Where Baseball’s Best Are Born: Rural vs. Urban Origins of MLB Greatness
If you think about playing America’s pastime, the mind goes to a few childhood settings. Maybe you’re meeting up with friends in a pastoral suburb with a ballfield a short bike ride away, just like The Sandlot. Maybe you’re playing stickball and dodging traffic on a busy city street. Or maybe your backyard doubles as a ballfield on the edge of a farm, and in between chores you’re getting a quick game of catch in.
To move from vibes to data, we started with a simple question: are baseball’s greatest players more likely to be born in small towns or big cities? Using our full MLB geodata set, we tagged each player’s birthplace as Urban or Rural with a population-based model inspired by the U.S. Census.
How we classified it: cities with populations of at least 25,000 or locations within a metropolitan area of at least 50,000 people were designated Urban; smaller independent towns were designated Rural. Then we filtered down to players with 40 career WAR or more and started asking questions.
What the numbers say
Here’s a quick visual tour of what we found when we split out baseball’s elite by birthplace type.
Most MLB legends are born in small towns
Most elite MLB players historically come from rural places. 66% of players in baseball history with 40 career WAR and above are from rural places.
Brooklyn is baseball’s historic hometown
While rural places win historically, Brooklyn is the baseball mecca. 56 players with 40 WAR or higher in baseball history are from Brooklyn.
Pitchers skew even more rural than hitters
Elite hitters and pitchers skew more rural than urban (like Justin Verlander from Manakin-Sabot, Virginia — an unincorporated community in Goochland County with a population of about 4,600 as of the 2010 census), but pitchers have a slightly greater edge. 69.6% of Pitchers are from rural areas, while 64% of hitters are from rural areas.
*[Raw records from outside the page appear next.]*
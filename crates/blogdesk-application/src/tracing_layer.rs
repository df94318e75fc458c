//! Tracing setup and a layer streaming client events to the UI.
//!
//! `ClientEventLayer` captures every log event and forwards it through a
//! tokio channel, so a developer panel can show what the client core is
//! doing without reading stderr.

use serde_json::Value;
use std::collections::HashMap;
use tokio::sync::mpsc;
use tracing::{Event, Subscriber};
use tracing_subscriber::layer::{Context, SubscriberExt};
use tracing_subscriber::util::SubscriberInitExt;
use tracing_subscriber::{EnvFilter, Layer};

/// Filter used when neither `RUST_LOG` nor an explicit filter is given.
pub const DEFAULT_FILTER: &str = "blogdesk_core=info,blogdesk_application=info";

/// Event data sent to the frontend
#[derive(Debug, Clone, serde::Serialize)]
pub struct ClientEvent {
    /// Event target (e.g., "blogdesk_core::post::store")
    pub target: String,
    /// Log level (INFO, DEBUG, WARN, ERROR)
    pub level: String,
    /// Human-readable message
    pub message: String,
    /// Structured fields from the event
    pub fields: HashMap<String, Value>,
    /// Timestamp
    pub timestamp: String,
}

/// A tracing layer that sends client events to a channel
pub struct ClientEventLayer {
    sender: mpsc::UnboundedSender<ClientEvent>,
}

impl ClientEventLayer {
    pub fn new(sender: mpsc::UnboundedSender<ClientEvent>) -> Self {
        Self { sender }
    }

    /// Creates a layer together with the receiving end of its channel.
    pub fn channel() -> (Self, mpsc::UnboundedReceiver<ClientEvent>) {
        let (sender, receiver) = mpsc::unbounded_channel();
        (Self::new(sender), receiver)
    }
}

impl<S> Layer<S> for ClientEventLayer
where
    S: Subscriber + for<'a> tracing_subscriber::registry::LookupSpan<'a>,
{
    fn on_event(&self, event: &Event<'_>, _ctx: Context<'_, S>) {
        let mut fields = HashMap::new();
        let mut visitor = FieldVisitor(&mut fields);
        event.record(&mut visitor);

        let message = fields
            .remove("message")
            .and_then(|v| v.as_str().map(str::to_string))
            .unwrap_or_default();

        let client_event = ClientEvent {
            target: event.metadata().target().to_string(),
            level: event.metadata().level().to_string(),
            message,
            fields,
            timestamp: chrono::Utc::now().to_rfc3339(),
        };

        // Receiver gone means nobody is watching
        let _ = self.sender.send(client_event);
    }
}

/// Field visitor that extracts tracing event fields into a HashMap
struct FieldVisitor<'a>(&'a mut HashMap<String, Value>);

impl tracing::field::Visit for FieldVisitor<'_> {
    fn record_f64(&mut self, field: &tracing::field::Field, value: f64) {
        self.0.insert(field.name().to_string(), serde_json::json!(value));
    }

    fn record_i64(&mut self, field: &tracing::field::Field, value: i64) {
        self.0.insert(field.name().to_string(), serde_json::json!(value));
    }

    fn record_u64(&mut self, field: &tracing::field::Field, value: u64) {
        self.0.insert(field.name().to_string(), serde_json::json!(value));
    }

    fn record_bool(&mut self, field: &tracing::field::Field, value: bool) {
        self.0.insert(field.name().to_string(), serde_json::json!(value));
    }

    fn record_str(&mut self, field: &tracing::field::Field, value: &str) {
        self.0.insert(field.name().to_string(), serde_json::json!(value));
    }

    fn record_debug(&mut self, field: &tracing::field::Field, value: &dyn std::fmt::Debug) {
        self.0.insert(
            field.name().to_string(),
            serde_json::json!(format!("{:?}", value)),
        );
    }
}

/// Installs the global subscriber: env filter, stderr formatter and, when
/// given, the event-forwarding layer.
///
/// An explicit `filter` wins over `RUST_LOG`, which wins over
/// [`DEFAULT_FILTER`]. Fails if a global subscriber is already set.
pub fn init_tracing(
    filter: Option<&str>,
    events: Option<mpsc::UnboundedSender<ClientEvent>>,
) -> anyhow::Result<()> {
    let env_filter = match filter {
        Some(directives) => EnvFilter::try_new(directives)?,
        None => EnvFilter::try_from_default_env()
            .or_else(|_| EnvFilter::try_new(DEFAULT_FILTER))?,
    };

    tracing_subscriber::registry()
        .with(env_filter)
        .with(tracing_subscriber::fmt::layer().with_writer(std::io::stderr))
        .with(events.map(ClientEventLayer::new))
        .try_init()?;

    Ok(())
}
//! Dashboard use case implementation.
//!
//! This module provides the `DashboardUseCase` which drives the content store
//! on behalf of the dashboard view and reports every outcome as a notice.

use crate::notice::{Action, Notice, NoticeCallback};
use blogdesk_core::error::{BlogError, Result};
use blogdesk_core::post::{ContentStore, Post, PostDraft};
use std::sync::Arc;

/// Use case behind the dashboard view.
///
/// The view calls `open` once per activation, then one of the mutating
/// operations per submitted form. Controls stay disabled while a call is in
/// flight, so mutations never overlap.
pub struct DashboardUseCase {
    /// Local post collection
    content: Arc<ContentStore>,
    /// Receives a notice for every outcome
    notices: NoticeCallback,
}

impl DashboardUseCase {
    /// Creates a new `DashboardUseCase` instance.
    ///
    /// # Arguments
    ///
    /// * `content` - The content store backing the view
    /// * `notices` - Callback receiving user notices
    pub fn new(content: Arc<ContentStore>, notices: NoticeCallback) -> Self {
        Self { content, notices }
    }

    /// Activates the view and loads every post.
    ///
    /// On fetch failure the previous snapshot stays visible and an error
    /// notice is emitted.
    pub async fn open(&self) -> Result<Vec<Post>> {
        match self.content.activate().await {
            Ok(0) => self.notify(Notice::info("No blogs yet.")),
            Ok(_) => {}
            Err(e) => {
                self.notify(Notice::failed(Action::LoadPosts, &e));
                return Err(e);
            }
        }
        Ok(self.content.posts().await)
    }

    /// Tears the view down; late results no longer touch the collection.
    pub fn close(&self) {
        self.content.deactivate();
    }

    /// Reloads the full collection (user-initiated retry).
    pub async fn refresh(&self) -> Result<Vec<Post>> {
        self.report(Action::LoadPosts, self.content.load_all().await, false)?;
        Ok(self.content.posts().await)
    }

    /// Current snapshot for rendering.
    pub async fn posts(&self) -> Vec<Post> {
        self.content.posts().await
    }

    /// Form values for editing an existing post.
    pub async fn edit_form(&self, id: &str) -> Result<PostDraft> {
        self.content
            .get(id)
            .await
            .map(|post| PostDraft::from(&post))
            .ok_or_else(|| BlogError::not_found("post", id))
    }

    /// Submits the "Add New Blog" form.
    pub async fn publish(&self, draft: PostDraft) -> Result<Post> {
        let result = self.content.create(draft).await;
        self.report(Action::CreatePost, result, true)
    }

    /// Submits the "Edit Blog" form.
    pub async fn edit(&self, id: &str, draft: PostDraft) -> Result<()> {
        let result = self.content.update(id, draft).await;
        self.report(Action::UpdatePost, result, true)
    }

    /// Confirms deletion of a post.
    pub async fn remove(&self, id: &str) -> Result<()> {
        let result = self.content.delete(id).await;
        self.report(Action::DeletePost, result, true)
    }

    fn report<T>(&self, action: Action, result: Result<T>, announce_success: bool) -> Result<T> {
        match &result {
            Ok(_) if announce_success => self.notify(Notice::completed(action)),
            Ok(_) => {}
            Err(e) => {
                tracing::debug!("[Dashboard] {:?} failed: {}", action, e);
                self.notify(Notice::failed(action, e));
            }
        }
        result
    }

    fn notify(&self, notice: Notice) {
        (self.notices)(notice);
    }
}
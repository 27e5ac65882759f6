/// Object identifier: (object_number, generation_number).
/// Generation is always 0 for new documents.
#[derive(Debug, Clone, Copy, PartialEq, Eq, Hash, PartialOrd, Ord)]
pub struct ObjId(pub u32, pub u16);

/// PDF object types per PDF 32000-1:2008 Section 7.3.
#[derive(Debug, Clone)]
pub enum PdfObject {
    Null,
    Boolean(bool),
    Integer(i64),
    Real(f64),
    /// Name object (stored without the leading `/`).
    Name(String),
    /// Literal string bytes (stored without the enclosing parens,
    /// escaped on output).
    LiteralString(Vec<u8>),
    /// Hexadecimal string bytes, written as `<...>`.
    HexString(Vec<u8>),
    Array(Vec<PdfObject>),
    /// Key-value pairs. Uses Vec for deterministic output order.
    Dictionary(Vec<(String, PdfObject)>),
    Stream {
        dict: Vec<(String, PdfObject)>,
        data: Vec<u8>,
    },
    Reference(ObjId),
}

impl PdfObject {
    pub fn name(s: &str) -> Self {
        PdfObject::Name(s.to_string())
    }

    pub fn literal_string(s: &str) -> Self {
        PdfObject::LiteralString(s.as_bytes().to_vec())
    }

    /// A text string for document-level metadata (e.g. /Title).
    ///
    /// Printable ASCII stays a literal string; anything else is stored as
    /// UTF-16BE with a byte order mark, which every reader decodes.
    pub fn text_string(s: &str) -> Self {
        if s.bytes().all(|b| (0x20..0x7f).contains(&b)) {
            return PdfObject::literal_string(s);
        }
        let mut bytes = vec![0xfe, 0xff];
        for unit in s.encode_utf16() {
            bytes.extend_from_slice(&unit.to_be_bytes());
        }
        PdfObject::HexString(bytes)
    }

    pub fn array(items: Vec<PdfObject>) -> Self {
        PdfObject::Array(items)
    }

    pub fn dict(entries: Vec<(&str, PdfObject)>) -> Self {
        PdfObject::Dictionary(owned_entries(entries))
    }

    pub fn stream(dict_entries: Vec<(&str, PdfObject)>, data: Vec<u8>) -> Self {
        PdfObject::Stream {
            dict: owned_entries(dict_entries),
            data,
        }
    }
}

fn owned_entries(entries: Vec<(&str, PdfObject)>) -> Vec<(String, PdfObject)> {
    entries
        .into_iter()
        .map(|(k, v)| (k.to_string(), v))
        .collect()
}
use crate::error::PdfError;

/// Index into the document's embedded TrueType font list.
#[derive(Debug, Clone, Copy, PartialEq, Eq, Hash, PartialOrd, Ord)]
pub struct TrueTypeFontId(pub usize);

/// Unified font reference: a standard PDF font or an embedded
/// TrueType font loaded into a document.
#[derive(Debug, Clone, Copy, PartialEq, Eq, Hash, PartialOrd, Ord)]
pub enum FontRef {
    Builtin(BuiltinFont),
    TrueType(TrueTypeFontId),
}

impl From<BuiltinFont> for FontRef {
    fn from(font: BuiltinFont) -> Self {
        FontRef::Builtin(font)
    }
}

/// The regular/bold pair of the standard Helvetica family.
///
/// These are part of the standard 14 fonts every conforming viewer
/// ships, so referencing them keeps a document self-contained.
#[derive(Debug, Clone, Copy, PartialEq, Eq, Hash, PartialOrd, Ord)]
pub enum BuiltinFont {
    Helvetica,
    HelveticaBold,
}

impl BuiltinFont {
    pub const ALL: [BuiltinFont; 2] = [BuiltinFont::Helvetica, BuiltinFont::HelveticaBold];

    /// Resource name used in content streams.
    pub fn pdf_name(&self) -> &'static str {
        match self {
            BuiltinFont::Helvetica => "F1",
            BuiltinFont::HelveticaBold => "F2",
        }
    }

    /// The /BaseFont name.
    pub fn pdf_base_name(&self) -> &'static str {
        match self {
            BuiltinFont::Helvetica => "Helvetica",
            BuiltinFont::HelveticaBold => "Helvetica-Bold",
        }
    }

    /// Encode `text` as WinAnsiEncoding bytes for a literal string.
    pub fn encode(&self, text: &str) -> Result<Vec<u8>, PdfError> {
        text.chars()
            .map(|ch| {
                win_ansi_code(ch).ok_or_else(|| PdfError::Unencodable {
                    ch,
                    font: self.pdf_base_name().to_string(),
                })
            })
            .collect()
    }
}

/// Text styling options.
#[derive(Debug, Clone, Copy, PartialEq)]
pub struct TextStyle {
    pub font: FontRef,
    pub font_size: f64,
}

impl TextStyle {
    pub fn new(font: impl Into<FontRef>, font_size: f64) -> Self {
        TextStyle {
            font: font.into(),
            font_size,
        }
    }
}

impl Default for TextStyle {
    fn default() -> Self {
        TextStyle::new(BuiltinFont::Helvetica, 12.0)
    }
}

/// Map a character to its WinAnsiEncoding code (PDF 32000-1 Annex D).
pub fn win_ansi_code(ch: char) -> Option<u8> {
    let code = ch as u32;
    match code {
        0x20..=0x7e | 0xa0..=0xff => Some(code as u8),
        _ => {
            let mapped = match ch {
                '€' => 0x80,
                '‚' => 0x82,
                'ƒ' => 0x83,
                '„' => 0x84,
                '…' => 0x85,
                '†' => 0x86,
                '‡' => 0x87,
                'ˆ' => 0x88,
                '‰' => 0x89,
                'Š' => 0x8a,
                '‹' => 0x8b,
                'Œ' => 0x8c,
                'Ž' => 0x8e,
                '‘' => 0x91,
                '’' => 0x92,
                '“' => 0x93,
                '”' => 0x94,
                '•' => 0x95,
                '–' => 0x96,
                '—' => 0x97,
                '˜' => 0x98,
                '™' => 0x99,
                'š' => 0x9a,
                '›' => 0x9b,
                'œ' => 0x9c,
                'ž' => 0x9e,
                'Ÿ' => 0x9f,
                _ => return None,
            };
            Some(mapped)
        }
    }
}

/// Helvetica advance widths for ASCII 32..=126, 1/1000 em (Adobe AFM).
#[rustfmt::skip]
const HELVETICA_WIDTHS: [u16; 95] = [
    278, 278, 355, 556, 556, 889, 667, 191, 333, 333, 389, 584,
    278, 333, 278, 278, 556, 556, 556, 556, 556, 556, 556, 556,
    556, 556, 278, 278, 584, 584, 584, 556, 1015, 667, 667, 722,
    722, 667, 611, 778, 722, 278, 500, 667, 556, 833, 722, 778,
    667, 778, 722, 667, 611, 722, 667, 944, 667, 667, 611, 278,
    278, 278, 469, 556, 333, 556, 556, 500, 556, 556, 278, 556,
    556, 222, 222, 500, 222, 833, 556, 556, 556, 556, 333, 500,
    278, 556, 500, 722, 500, 500, 500, 334, 260, 334, 584,
];

/// Helvetica-Bold advance widths for ASCII 32..=126, 1/1000 em.
#[rustfmt::skip]
const HELVETICA_BOLD_WIDTHS: [u16; 95] = [
    278, 333, 474, 556, 556, 889, 722, 238, 333, 333, 389, 584,
    278, 333, 278, 278, 556, 556, 556, 556, 556, 556, 556, 556,
    556, 556, 333, 333, 584, 584, 584, 611, 975, 722, 722, 722,
    722, 667, 611, 778, 722, 278, 556, 722, 611, 833, 722, 778,
    667, 778, 722, 667, 611, 722, 667, 944, 667, 667, 611, 333,
    278, 333, 584, 556, 333, 556, 611, 556, 611, 556, 333, 611,
    611, 278, 278, 556, 278, 889, 611, 611, 611, 611, 389, 556,
    333, 611, 556, 778, 556, 556, 500, 389, 280, 389, 584,
];

/// Width used for characters outside the ASCII tables.
const DEFAULT_WIDTH: u16 = 556;

/// Font metrics for the builtin fonts.
pub struct FontMetrics;

impl FontMetrics {
    /// Width of a character in 1/1000 em units.
    pub fn char_width(font: BuiltinFont, ch: char) -> u16 {
        let code = ch as u32;
        if !(32..=126).contains(&code) {
            return DEFAULT_WIDTH;
        }
        let index = (code - 32) as usize;
        match font {
            BuiltinFont::Helvetica => HELVETICA_WIDTHS[index],
            BuiltinFont::HelveticaBold => HELVETICA_BOLD_WIDTHS[index],
        }
    }

    /// Width of a text string in points.
    pub fn measure_text(text: &str, font: BuiltinFont, font_size: f64) -> f64 {
        let total: u32 = text.chars().map(|ch| Self::char_width(font, ch) as u32).sum();
        total as f64 * font_size / 1000.0
    }
}

#[cfg(test)]
mod tests {
    use super::*;

    #[test]
    fn resource_names_are_stable() {
        assert_eq!(BuiltinFont::Helvetica.pdf_name(), "F1");
        assert_eq!(BuiltinFont::HelveticaBold.pdf_name(), "F2");
        assert_eq!(BuiltinFont::HelveticaBold.pdf_base_name(), "Helvetica-Bold");
    }

    #[test]
    fn bold_is_wider_than_regular() {
        let regular = FontMetrics::measure_text("Invoice", BuiltinFont::Helvetica, 10.0);
        let bold = FontMetrics::measure_text("Invoice", BuiltinFont::HelveticaBold, 10.0);
        assert!(bold > regular);
    }

    #[test]
    fn measure_known_width() {
        // "A" = 667 units at 12pt.
        let w = FontMetrics::measure_text("A", BuiltinFont::Helvetica, 12.0);
        assert!((w - 8.004).abs() < 1e-9);
    }

    #[test]
    fn win_ansi_covers_latin1_and_specials() {
        assert_eq!(win_ansi_code('A'), Some(b'A'));
        assert_eq!(win_ansi_code('é'), Some(0xe9));
        assert_eq!(win_ansi_code('€'), Some(0x80));
        assert_eq!(win_ansi_code('—'), Some(0x97));
        assert_eq!(win_ansi_code('\u{7f}'), None);
        assert_eq!(win_ansi_code('\t'), None);
        assert_eq!(win_ansi_code('ł'), None);
    }

    #[test]
    fn encode_rejects_characters_outside_win_ansi() {
        assert_eq!(BuiltinFont::Helvetica.encode("£300").unwrap(), vec![0xa3, b'3', b'0', b'0']);
        match BuiltinFont::Helvetica.encode("Łódź") {
            Err(PdfError::Unencodable { ch, font }) => {
                assert_eq!(ch, 'Ł');
                assert_eq!(font, "Helvetica");
            }
            other => panic!("expected Unencodable, got {:?}", other),
        }
    }
}
//! Single-page A4 invoice layout.
//!
//! Everything is placed with a top-down cursor on a fixed grid; there is
//! no wrapping and no pagination. The same [`InvoiceData`] always renders
//! to the same bytes.

use invoice_pdf::{BuiltinFont, Color, FontRef, PdfDocument, PdfError, TextStyle};

use crate::error::RenderError;
use crate::model::{BankDetails, ClientInfo, InvoiceData, SenderInfo, ServiceItem};

pub const PAGE_WIDTH: f64 = 595.0;
pub const PAGE_HEIGHT: f64 = 842.0;
pub const MARGIN: f64 = 50.0;

const CONTENT_WIDTH: f64 = PAGE_WIDTH - 2.0 * MARGIN;
const COLUMN_WIDTH: f64 = CONTENT_WIDTH / 2.0;

const SERVICE_COL_WIDTH: f64 = 220.0;
const PERIOD_COL_WIDTH: f64 = 140.0;
const CELL_PADDING: f64 = 10.0;
const SERVICE_X: f64 = MARGIN + CELL_PADDING;
const PERIOD_X: f64 = MARGIN + SERVICE_COL_WIDTH + CELL_PADDING;
const PRICE_X: f64 = MARGIN + SERVICE_COL_WIDTH + PERIOD_COL_WIDTH + CELL_PADDING;
const TOTAL_LABEL_X: f64 = MARGIN + SERVICE_COL_WIDTH + PERIOD_COL_WIDTH - 40.0;

const BLACK: Color = Color::BLACK;
const DARK_GRAY: Color = Color::gray(0.2);
const MID_GRAY: Color = Color::gray(0.4);
const HEADER_SHADE: Color = Color::gray(0.95);

const CREATOR: &str = "invoice-core";

/// Which font programs the two weights are set in.
#[derive(Debug, Clone, Default, PartialEq, Eq)]
pub enum FontChoice {
    /// Standard Helvetica / Helvetica-Bold, referenced but not embedded.
    #[default]
    Builtin,
    /// Two TrueType programs, embedded into the document.
    Embedded { regular: Vec<u8>, bold: Vec<u8> },
}

#[derive(Debug, Clone, Default, PartialEq, Eq)]
pub struct LayoutOptions {
    pub fonts: FontChoice,
    /// Flate-compress content and font streams.
    pub compress: bool,
}

#[derive(Clone, Copy)]
enum Weight {
    Regular,
    Bold,
}

/// Render an invoice with the standard fonts and no compression.
pub fn render_invoice(data: &InvoiceData) -> Result<Vec<u8>, RenderError> {
    render_invoice_with(data, &LayoutOptions::default())
}

/// Render an invoice into a complete single-page PDF.
///
/// Fails with [`RenderError::NoServices`] for an empty service list and
/// with [`RenderError::Pdf`] when a field contains a character the chosen
/// font cannot encode. No bytes are returned on failure.
pub fn render_invoice_with(data: &InvoiceData, options: &LayoutOptions) -> Result<Vec<u8>, RenderError> {
    if data.services.is_empty() {
        return Err(RenderError::NoServices);
    }

    let mut doc = PdfDocument::new(Vec::new())?;
    doc.set_compression(options.compress)
        .set_info("Title", &format!("Invoice #{}", data.invoice_number))
        .set_info("Creator", CREATOR);

    let (regular, bold): (FontRef, FontRef) = match &options.fonts {
        FontChoice::Builtin => (BuiltinFont::Helvetica.into(), BuiltinFont::HelveticaBold.into()),
        FontChoice::Embedded { regular, bold } => {
            (doc.load_font_bytes(regular.clone())?, doc.load_font_bytes(bold.clone())?)
        }
    };

    doc.begin_page(PAGE_WIDTH, PAGE_HEIGHT)?;
    let mut page = Page {
        doc: &mut doc,
        regular,
        bold,
        y: PAGE_HEIGHT - MARGIN,
    };
    page.heading(&data.invoice_number, &data.date)?;
    page.parties(&data.sender, &data.client)?;
    page.services(&data.services)?;
    page.total(&data.total)?;
    page.bank_details(&data.bank_details)?;
    if let Some(evm_address) = data.evm_address.as_deref().filter(|a| !a.trim().is_empty()) {
        page.evm_address(evm_address)?;
    }
    tracing::debug!(invoice = %data.invoice_number, cursor = page.y, "invoice laid out");

    Ok(doc.end_document()?)
}

/// Drawing state for the one page: the document, the resolved font pair
/// and the vertical cursor.
struct Page<'a> {
    doc: &'a mut PdfDocument<Vec<u8>>,
    regular: FontRef,
    bold: FontRef,
    y: f64,
}

impl Page<'_> {
    fn style(&self, weight: Weight, size: f64) -> TextStyle {
        match weight {
            Weight::Regular => TextStyle::new(self.regular, size),
            Weight::Bold => TextStyle::new(self.bold, size),
        }
    }

    fn text(&mut self, text: &str, x: f64, y: f64, weight: Weight, size: f64, color: Color) -> Result<(), PdfError> {
        let style = self.style(weight, size);
        self.doc.set_fill_color(color)?;
        self.doc.place_text_styled(text, x, y, &style)?;
        Ok(())
    }

    /// A table cell; overflowing text is still drawn as-is.
    fn cell(&mut self, text: &str, x: f64, right_edge: f64, weight: Weight) -> Result<(), PdfError> {
        let width = self.doc.measure_text(text, &self.style(weight, 10.0))?;
        if x + width > right_edge {
            tracing::debug!(text, width, available = right_edge - x, "table cell overflows its column");
        }
        self.text(text, x, self.y, weight, 10.0, DARK_GRAY)
    }

    fn heading(&mut self, invoice_number: &str, date: &str) -> Result<(), PdfError> {
        self.text(&format!("INVOICE #{}", invoice_number), MARGIN, self.y, Weight::Bold, 28.0, BLACK)?;
        self.y -= 35.0;

        self.text("Date:", MARGIN, self.y, Weight::Bold, 10.0, MID_GRAY)?;
        self.y -= 15.0;
        self.text(date, MARGIN, self.y, Weight::Regular, 11.0, DARK_GRAY)?;
        self.y -= 40.0;
        Ok(())
    }

    fn parties(&mut self, sender: &SenderInfo, client: &ClientInfo) -> Result<(), PdfError> {
        let x = MARGIN;
        let mut left_y = self.y;
        self.text("From:", x, left_y, Weight::Bold, 10.0, MID_GRAY)?;
        left_y -= 18.0;
        self.text(&sender.name, x, left_y, Weight::Regular, 11.0, DARK_GRAY)?;
        left_y -= 15.0;
        let locality = format!("{}, {},", sender.country, sender.city);
        for (i, line) in [&locality, &sender.address, &sender.email, &sender.phone]
            .into_iter()
            .enumerate()
        {
            if i > 0 {
                left_y -= 13.0;
            }
            self.text(line, x, left_y, Weight::Regular, 10.0, MID_GRAY)?;
        }

        let x = MARGIN + COLUMN_WIDTH;
        let mut right_y = self.y;
        self.text("Billed to:", x, right_y, Weight::Bold, 10.0, MID_GRAY)?;
        right_y -= 18.0;
        self.text(&client.name, x, right_y, Weight::Regular, 11.0, DARK_GRAY)?;
        right_y -= 15.0;
        self.text(&client.address_line1, x, right_y, Weight::Regular, 10.0, MID_GRAY)?;
        right_y -= 13.0;
        self.text(&client.address_line2, x, right_y, Weight::Regular, 10.0, MID_GRAY)?;
        if let Some(line3) = client.address_line3.as_deref().filter(|l| !l.trim().is_empty()) {
            right_y -= 13.0;
            self.text(line3, x, right_y, Weight::Regular, 10.0, MID_GRAY)?;
        }

        self.y = left_y.min(right_y) - 40.0;
        Ok(())
    }

    fn services(&mut self, services: &[ServiceItem]) -> Result<(), PdfError> {
        self.doc.set_fill_color(HEADER_SHADE)?;
        self.doc.rect(MARGIN, self.y - 5.0, CONTENT_WIDTH, 25.0)?.fill()?;
        let label_y = self.y + 5.0;
        self.text("Service", SERVICE_X, label_y, Weight::Bold, 10.0, DARK_GRAY)?;
        self.text("Time Period", PERIOD_X, label_y, Weight::Bold, 10.0, DARK_GRAY)?;
        self.text("Price", PRICE_X, label_y, Weight::Bold, 10.0, DARK_GRAY)?;
        self.y -= 35.0;

        for service in services {
            self.cell(&service.description, SERVICE_X, PERIOD_X - CELL_PADDING, Weight::Regular)?;
            self.cell(&service.time_period, PERIOD_X, PRICE_X - CELL_PADDING, Weight::Regular)?;
            self.cell(&service.price, PRICE_X, PAGE_WIDTH - MARGIN, Weight::Bold)?;
            self.y -= 25.0;
        }

        self.y -= 10.0;
        self.doc.save_state()?;
        self.doc.set_stroke_color(HEADER_SHADE)?;
        self.doc.set_line_width(1.0)?;
        self.doc
            .move_to(MARGIN, self.y)?
            .line_to(PAGE_WIDTH - MARGIN, self.y)?
            .stroke()?;
        self.doc.restore_state()?;
        self.y -= 25.0;
        Ok(())
    }

    fn total(&mut self, total: &str) -> Result<(), PdfError> {
        self.text("Total", TOTAL_LABEL_X, self.y, Weight::Bold, 12.0, DARK_GRAY)?;
        self.text(total, PRICE_X, self.y, Weight::Bold, 14.0, BLACK)?;
        self.y -= 50.0;
        Ok(())
    }

    fn bank_details(&mut self, bank: &BankDetails) -> Result<(), PdfError> {
        self.text("Bank details", MARGIN, self.y, Weight::Bold, 12.0, DARK_GRAY)?;
        self.y -= 20.0;
        self.text(
            &format!("Bank Name: {} {}", bank.bank_name, bank.bank_address),
            MARGIN,
            self.y,
            Weight::Regular,
            9.0,
            MID_GRAY,
        )?;
        self.y -= 14.0;
        self.text(
            &format!(
                "Beneficiary name and address: {}, {}",
                bank.beneficiary_name, bank.beneficiary_address
            ),
            MARGIN,
            self.y,
            Weight::Regular,
            9.0,
            MID_GRAY,
        )?;
        self.y -= 20.0;
        self.text(&format!("IBAN: {}", bank.iban), MARGIN, self.y, Weight::Bold, 12.0, DARK_GRAY)?;
        self.y -= 18.0;
        self.text(&format!("SWIFT/BIC: {}", bank.swift_bic), MARGIN, self.y, Weight::Bold, 12.0, DARK_GRAY)?;
        Ok(())
    }

    fn evm_address(&mut self, address: &str) -> Result<(), PdfError> {
        self.y -= 30.0;
        self.text(&format!("EVM Address: {}", address), MARGIN, self.y, Weight::Regular, 10.0, MID_GRAY)
    }
}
Urban stars hit and strike out more
Urban born elite hitters hit more HR on average. Urban hitters with over 40 WAR hit on average 232.5 HR while Rural hitters hit 203.5 homeruns. It helps when Babe Ruth (Baltimore, MD - population 585,708) and Aaron Judge (Linden, NJ - population 43,738) are both in the Urban category.
For pitchers with 40+ WAR, urban-born arms rack up a bit more strikeouts on average.
Urban born elite pitchers strike out more batters on average. If you look at pitchers with over 40 WAR who are born in urban areas, they strike out on average 1762 players in their career. Whereas rural players are closer to 1700.
Rural births dominate the whole talent pool
Replacement-level or worse players show nearly the same rural/urban split as the 40+ WAR legends.
The distribution for replacement-level players is very similar to elite players. 66.9% of rural players with Career WARS at 0 or less are from rural areas, similar to our “Career WAR over 40” total. Rural births dominate the pool of all MLB players historically.
So what does it mean for small-town athletes?
The point isn’t that rural towns are magic or that cities can’t develop stars. It’s that the MLB pipeline pulls from very different environments. Big cities offer year-round reps, travel teams, and dense competition. Smaller towns offer more chances to be the go-to arm or bat, more innings, and fewer kids fighting for the same lineup spot.
If you’re an athlete from a small town of around 25,000 people and you’re not sure what sport to pick, baseball is as good a bet as any—and the pay at the very top isn’t too bad either.